M. Agus Wandi
(Direktur Program LAZ)
Menjadi salah satu kebutuhan mendasar masyarakat, pendidikan layaknya komoditas yang semestinya dapat diakses oleh siapa pun dan dalam posisi strata ekonomi mana pun, baik atas, menengah, bahkan bawah. Mementingkan pendidikan dalam masyarakat karena posisi strategisnya yang memastikan maju atau mundurnya peradaban dan kemanusiaan suatu bangsa.
Disamping itu, intervensi tercepat terhadap kemajuan berada pada wilayah pendidikan. Sedikit mengingatkan ketika tragedi pemboman Hiroshima dan Nagasaki, pertanyaan pertama pemimpin Jepang kala itu adalah, “Berapa jumlah guru yang tersisa?”. Pertanyaan singkat tersebut secara lugas memberi arti bahwa modal pendidikan berposisi jauh di atas modal lainnya. Ajaran agama pun secara gamblang, tidak mengenal pria atau wanita diutamakan untuk mengenyam pendidikan, bahkan bila perlu sampai nan jauh ke Negeri China.

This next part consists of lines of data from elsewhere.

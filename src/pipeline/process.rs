//! Running a toolchain process under a deadline
//!
//! The child is started in its own process group so that, on timeout, the
//! whole group (including anything the tool spawned) can be killed at once.
//! stdout and stderr are drained on background threads so a chatty tool
//! never blocks on a full pipe.

use crossbeam_channel::{bounded, Receiver};
use std::io::{self, Read};
use std::process::{Child, Command, ExitStatus, Stdio};
use std::thread;
use std::time::{Duration, Instant};

const POLL_INTERVAL: Duration = Duration::from_millis(10);

/// How long output may stay open after the process has exited before the
/// rest of its process group is killed
const DRAIN_GRACE: Duration = Duration::from_millis(250);

/// How long to wait for the readers once the process group is gone
const KILL_GRACE: Duration = Duration::from_secs(2);

/// Captured output of a finished process
#[derive(Debug, Clone, Default, PartialEq, Eq)]
pub struct CapturedOutput {
    pub stdout: Vec<u8>,
    pub stderr: Vec<u8>,
}

impl CapturedOutput {
    /// Render both streams for a failure message; empty streams are omitted.
    pub fn render(&self) -> String {
        let mut output = String::new();
        if !self.stdout.is_empty() {
            output.push_str("stdout:\n ");
            output.push_str(&String::from_utf8_lossy(&self.stdout));
        }
        if !self.stderr.is_empty() {
            output.push_str("stderr:\n ");
            output.push_str(&String::from_utf8_lossy(&self.stderr));
        }
        output
    }
}

/// Result of waiting on a process
#[derive(Debug)]
pub enum ProcessOutcome {
    Exited {
        status: ExitStatus,
        output: CapturedOutput,
    },
    /// The deadline passed; the process group has been killed and reaped.
    TimedOut,
}

fn spawn_reader<R: Read + Send + 'static>(stream: Option<R>) -> Receiver<Vec<u8>> {
    let (tx, rx) = bounded(1);
    match stream {
        Some(mut stream) => {
            thread::spawn(move || {
                let mut buffer = Vec::new();
                let _ = stream.read_to_end(&mut buffer);
                let _ = tx.send(buffer);
            });
        }
        None => {
            let _ = tx.send(Vec::new());
        }
    }
    rx
}

/// SIGKILL every process left in the group led by `pid`.
fn signal_process_group(pid: u32) {
    #[cfg(unix)]
    {
        let pgid = pid as libc::pid_t;
        // SAFETY: signalling a process group we created; no memory is touched.
        let rc = unsafe { libc::kill(-pgid, libc::SIGKILL) };
        if rc != 0 {
            let error = io::Error::last_os_error();
            // ESRCH: the group is already empty.
            if error.raw_os_error() != Some(libc::ESRCH) {
                tracing::warn!(pid = pgid, %error, "failed to kill process group");
            }
        }
    }
    #[cfg(not(unix))]
    let _ = pid;
}

fn kill_process_group(child: &mut Child) {
    signal_process_group(child.id());
    let _ = child.kill();
}

/// Spawn `cmd` and wait for it for at most `timeout`.
///
/// Only spawn and wait failures are reported as `Err`; a non-zero exit is an
/// ordinary [`ProcessOutcome::Exited`].
pub fn run_with_timeout(cmd: &mut Command, timeout: Duration) -> io::Result<ProcessOutcome> {
    #[cfg(unix)]
    {
        use std::os::unix::process::CommandExt;
        cmd.process_group(0);
    }

    let mut child = cmd
        .stdin(Stdio::null())
        .stdout(Stdio::piped())
        .stderr(Stdio::piped())
        .spawn()?;
    tracing::trace!(pid = child.id(), "spawned toolchain process");

    let stdout_rx = spawn_reader(child.stdout.take());
    let stderr_rx = spawn_reader(child.stderr.take());

    let start = Instant::now();
    let status = loop {
        if let Some(status) = child.try_wait()? {
            break status;
        }
        if start.elapsed() >= timeout {
            kill_process_group(&mut child);
            child.wait()?;
            tracing::debug!(pid = child.id(), ?timeout, "process timed out and was killed");
            return Ok(ProcessOutcome::TimedOut);
        }
        thread::sleep(POLL_INTERVAL);
    };

    let deadline = Instant::now() + DRAIN_GRACE;
    let mut stdout = stdout_rx.recv_deadline(deadline).ok();
    let mut stderr = stderr_rx.recv_deadline(deadline).ok();
    if stdout.is_none() || stderr.is_none() {
        // Something the tool spawned still holds the pipes open.
        tracing::debug!(pid = child.id(), "output still open after exit, killing process group");
        signal_process_group(child.id());
        let deadline = Instant::now() + KILL_GRACE;
        let drain = |rx: &Receiver<Vec<u8>>| rx.recv_deadline(deadline).ok();
        stdout = stdout.or_else(|| drain(&stdout_rx));
        stderr = stderr.or_else(|| drain(&stderr_rx));
    }
    let output = CapturedOutput {
        stdout: stdout.unwrap_or_default(),
        stderr: stderr.unwrap_or_default(),
    };
    Ok(ProcessOutcome::Exited { status, output })
}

Mimpi indah akan akses pendidikan yang mudah, cepat dan tidak mengenal status ekonomi dari jenjang paling dasar hingga paling tinggi ternyata harus segera dibangunkan oleh sebuah kebijakan yang sama sekali tidak bijak, pendidikan diatur sebagai tanggung jawab pribadi dalam segi pembiayaan dan bukan lagi tanggung jawab sebuah institusi negara yang menaungi masyarakat di dalamnya. Padahal undang-undang secara jelas memberikan tanggung jawab tersebut kepada negara.
Pergeseran tanggung jawab ini pun secara brutal menggeser kebutuhan akan pendidikan dari kebutuhan publik yang dapat diakses secara bebas menjadi kebutuhan terbatas atau privat yang hanya dapat diakses oleh sebagian orang. Bagi sebagian lainnya hanya dapat menempatkan pendidikan sebagai sebuah impian yang entah kapan dapat terwujud.
Selain itu, kecenderungan kebijakan yang pro terhadap pasar bebas ini pun memaksa pergeseran nilai pendidikan dari ranah ranah sosial dan budaya ke ranah ekonomi yang menjadikan keuntungan sebagai panglima dan berada pada garda terdepan dalam setiap aktifitas pendidikan, maka satir, “Orang miskin dilarang sekolah,” sepertinya masih belum mengalami perubahan.
Sementara itu, situasi pendidikan yang sudah terinterupsi oleh semangat pasar bebas, globalisasi dan kapitalisasi setidaknya memberikan beberapa dampak negatif terhadap proses pendidikan itu sendiri.
Jadi jangan heran jika nanti didapati penyimpangan perilaku, karena rendahnya kualitas manusia terdidik di masa depan.
Dampak pertama adalah komersil, selama pendidikan dikelola atas dasar kapitalisasi dan tanggung jawabnya dibebankan kepada peserta didik maka selama itu pula pendidikan akan menjadi layaknya jasa yang dapat diperjualbelikan. Semakin tinggi kualitas jasanya akan berbanding lurus terhadap biaya yang dikeluarkan untuk mengaksesnya. Kenyataan ini mungkin tidak menjadi persoalan bagi sebagian kalangan yang mampu secara finansial, namun bagi sebagian yang lain hal ini menjadi penghambat dalam mengakses kebutuhan pendidikan tersebut.
Dampak selanjutnya adalah diskriminatif, dalam situasi biaya pendidikan yang selangit sudah dipastikan aksesnya pun akan tidak berlaku sama bagi seluruh masyarakat. Biaya pendidikan yang mahal secara tidak langsung membedakan perlakuan terhadap kalangan menengah ke bawah yang minim secara ekonomi, termasuk kalangan dhuafa. Bagi orang yang mampu dapat dengan leluasa memilih jasa pendidikan yang berkualitas dengan biaya tinggi, namun sebaliknya bagi yang belum mampu harus puas dengan model pendidikan ala kadar dengan biaya murah bahkan gratis.
Perbedaan perlakuan inilah yang seolah dalam masyarakat kita sudah menjadi pemakluman secara umum sehingga pendidikan tak ubahnya seperti barang dagangan yang berlaku hukum pasar di dalamnya.